Negli anni Venti Muzio fu interlocutore vivace nel dibattito architettonico e presenza importante nella vita culturale milanese e italiana in genere. Collaborò in maniera continuativa con numerose testate, quali Popolo e arte, diretta da Gherardo Ugolini, ed Emporium; fu tra i fondatori dell’Associazione artistica tra i cultori di architettura in Milano (1926) e, nel 1923, del Gruppo degli architetti-urbanisti milanesi che annoverava, tra gli altri, Alberto Alpago Novello, Ottavio Cabiati, Giuseppe De Finetti. Con questi prese parte al concorso per la redazione del nuovo piano regolatore della città di Milano (1926), nel quale il gruppo ottenne il secondo premio con un progetto contrassegnato dal motto Forma Urbis Mediolani.
Ancora con Cabiati, Alpago Novello, Ponti e Tomaso Buzzi lavorò alla progettazione del Monumento ai caduti in piazza S. Ambrogio a Milano, opera che costituì per Muzio un’opportunità decisiva nel suo percorso professionale.
Il famedio, «prodotto del nuovo decisionismo fascista» (Irace, 1994, p. 91), fu oggetto di un concorso la cui prima tornata, bandita nel 1924, aveva visto la partecipazione di 80 gruppi – scultori e architetti – alle prese con un’opera sulla quale era stata lasciata ampia libertà di scelta relativamenteall’impostazione concettuale. Cabiati e Alpago Novello ricorsero alla valenza solenne e celebrativa dell’arco di trionfo; analoga in tal senso la proposta di Muzio, che aveva preso parte a questa prima fase con lo scultore Salvatore Saponaro. Il giudizio giunse fino al secondo grado senza che la giuria esprimesse una valutazione. In seguito, pare per volontà dello stesso Mussolini, soggetto della composizione divenne la Vittoria; la commissione opinò infine di conferire l’incarico della progettazione del monumento a Muzio, Ponti, Alpago Novello, Buzzi e Cabiati, ricostituendo la medesima compagine che aveva preso parte al concorso per il piano regolatore di Milano. Il gruppo lavorò a una versione affatto differente sia per quanto al concetto ispiratore sia per la localizzazione, non più presso la stazione ferroviaria ma nell’area posta a fianco della basilica di S. Ambrogio, nelle vicinanze dell’erigendo palazzo di Giustizia: «l’ispirazione dichiaratamente bramantesca, pur nella semplicità del partito decorativo, l’austera preziosità dei materiali, l’essenzialità delle modanature, furono lette come lezione di un’architettura tradizionale affrancata da una classicità scolasticamente riesumata […]. E a quell’ambientamento del sacello non guastano né gli espliciti richiami volumetrici al tiburio ottagonale della confinante basilica di s. Ambrogio, né lo sviluppo a torre civica, né il confronto con la torre della prospiciente sede dell’Università Cattolica » (Pigafetta - Abbondandolo - Trisciuoglio, 2002, p. 126).

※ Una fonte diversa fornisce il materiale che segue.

use image::Rgb;

use crate::error::HexColorError;

/// Color substituted when a hex string cannot be parsed
pub const FALLBACK_COLOR: Rgb<u8> = Rgb([255, 255, 255]);

/// Result of lenient hex color parsing
///
/// Tags whether the contained color was actually parsed from the input or
/// substituted because the input was malformed. Callers that need to
/// distinguish "used the fallback" from "the user asked for white" can
/// inspect the variant; callers that only want a color use [`rgb`].
///
/// [`rgb`]: ParsedColor::rgb
#[derive(Debug, Clone, Copy, PartialEq, Eq)]
pub enum ParsedColor {
    /// The input parsed successfully
    Parsed(Rgb<u8>),
    /// The input was malformed and [`FALLBACK_COLOR`] was substituted
    Fallback(Rgb<u8>),
}

impl ParsedColor {
    /// Returns the contained color regardless of how it was obtained
    pub fn rgb(self) -> Rgb<u8> {
        match self {
            Self::Parsed(color) | Self::Fallback(color) => color,
        }
    }

    /// Returns `true` if the color was substituted rather than parsed
    pub fn is_fallback(self) -> bool {
        matches!(self, Self::Fallback(_))
    }
}

/// Parses a 6-digit hex color string into an RGB color
///
/// Leading `#` characters are stripped, so `#rrggbb` and `rrggbb` are both
/// accepted. Digits may be upper or lower case.
///
/// # Errors
///
/// * `HexColorError::InvalidLength` - The string does not contain exactly six digits
/// * `HexColorError::InvalidDigit` - A character is not an ASCII hex digit
///
/// # Examples
///
/// ```
/// use image::Rgb;
/// use imageops_chroma::parse_hex_color;
///
/// assert_eq!(parse_hex_color("#00ff7f"), Ok(Rgb([0, 255, 127])));
/// assert!(parse_hex_color("notacolor").is_err());
/// ```
pub fn parse_hex_color(input: &str) -> Result<Rgb<u8>, HexColorError> {
    let digits = input.trim_start_matches('#');

    if let Some(invalid) = digits.chars().find(|c| !c.is_ascii_hexdigit()) {
        return Err(HexColorError::InvalidDigit(invalid));
    }

    if digits.len() != 6 {
        return Err(HexColorError::InvalidLength(digits.len()));
    }

    let bytes = digits.as_bytes();
    let channel = |i: usize| (nibble(bytes[i]) << 4) | nibble(bytes[i + 1]);

    Ok(Rgb([channel(0), channel(2), channel(4)]))
}

/// Parses a hex color string, substituting [`FALLBACK_COLOR`] on failure
///
/// This is the lenient entry point used by the segmenter: malformed free-text
/// input must never block the caller, so instead of an error the result is
/// tagged with whether the fallback was used.
///
/// # Examples
///
/// ```
/// use imageops_chroma::{parse_hex_color_or_fallback, FALLBACK_COLOR};
///
/// let parsed = parse_hex_color_or_fallback("notacolor");
/// assert!(parsed.is_fallback());
/// assert_eq!(parsed.rgb(), FALLBACK_COLOR);
/// ```
pub fn parse_hex_color_or_fallback(input: &str) -> ParsedColor {
    match parse_hex_color(input) {
        Ok(color) => ParsedColor::Parsed(color),
        Err(_) => ParsedColor::Fallback(FALLBACK_COLOR),
    }
}

// Input is validated as ASCII hex before this is called.
fn nibble(byte: u8) -> u8 {
    match byte {
        b'0'..=b'9' => byte - b'0',
        b'a'..=b'f' => byte - b'a' + 10,
        _ => byte - b'A' + 10,
    }
}
use thiserror::Error;

/// Error type for hex color string parsing
///
/// Returned by the strict parser only. The lenient entry point substitutes
/// a fallback color instead of surfacing these variants.
#[derive(Debug, Clone, Copy, PartialEq, Eq, Error)]
pub enum HexColorError {
    /// The string does not contain exactly six hex digits
    ///
    /// The digit count is taken after leading `#` characters are stripped.
    #[error("Hex color must contain exactly 6 digits, got {0}")]
    InvalidLength(usize),

    /// The string contains a character that is not an ASCII hex digit
    #[error("Invalid hex digit {0:?} in color string")]
    InvalidDigit(char),
}

/// Error type for resize operations
#[derive(Debug, Clone, Copy, PartialEq, Error)]
pub enum ResizeError {
    /// A requested target dimension is zero
    #[error("Target dimensions must be non-zero, got {width}x{height}")]
    ZeroDimension { width: u32, height: u32 },

    /// The scale ratio is not a finite positive number
    #[error("Scale ratio must be finite and positive, got {0}")]
    InvalidRatio(f32),

    /// The source image has no pixels to sample from
    #[error("Cannot resize an empty source image ({width}x{height})")]
    EmptySource { width: u32, height: u32 },
}

/// Error type for grid crop operations
///
/// Both variants describe a grid that cannot partition the source image:
/// either a zero tile count or more tiles than pixels along an axis.
#[derive(Debug, Clone, Copy, PartialEq, Eq, Error)]
pub enum GridCropError {
    /// The grid has a zero row or column count
    #[error("Grid must have at least one row and one column, got {rows}x{columns}")]
    ZeroGrid { rows: u32, columns: u32 },

    /// The grid has more rows than pixel rows, or more columns than pixel columns
    #[error("Grid of {rows}x{columns} tiles does not fit a {width}x{height} image")]
    GridExceedsImage {
        rows: u32,
        columns: u32,
        width: u32,
        height: u32,
    },
}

Nel successivo progetto per la nuova sede dell’Università cattolica del Sacro Cuore, intrapreso nel 1929 e portato avanti nella realizzazione fino al 1949 e oltre, Muzio parve aver raggiunto «un perfetto equilibrio fra la sua vocazione a trarre insegnamenti dalla più alta tradizione architettonica e l’attenzione agli accenti della modernità» (ibid., p. 127).
La struttura in cemento armato non viene portata in evidenza: un gioco di specchiature e riquadri in lieve aggetto – lesene, arcate, cornici – movimenta con pittoriche vibrazioni chiaroscurali le facciate rivestite da una cortina di laterizio sulle quali spicca, in netto contrasto cromatico, il blocco a doppia altezza del portale d’ingresso, collocato quasi in angolo in posizione fortemente asimmetrica.
Il desiderio di «rinnovare la presenza istituzionale della Chiesa e dei valori della civitas Dei nella metropoli laica» (Irace, 2003, p. 1775) innescò l’intensa attività di Muzio nel campo dell’architettura religiosa e chiesastica in specie nella diocesi di Milano, attività favorita dal programma di evangelizzazione delle nuove periferie urbane promosso dall’arcivescovo Ildefonso Schuster. È stato rilevato (Irace, 1994, p. 203) come, forse in ossequio al padre Virginio, autore di numerose architetture sacre, Muzio avesse già esercitato, a quell’epoca, un «quieto tirocinio progettuale» in tale direzione nella sua terra d’origine: nella sola provincia di Bergamo si rammentano, oltre a quella, già citata, di Zorzino, le chiese di Pozzolo Formigaro (la sola completata, nel 1922), Ponte Nossa e Albino (1923), Sotto il Monte (1928). La chiesa di S. Maria Annunciata in Chiesa Rossa (1932) in via Neera a Milano rientra a pieno titolo nel programma del cardinale Schuster.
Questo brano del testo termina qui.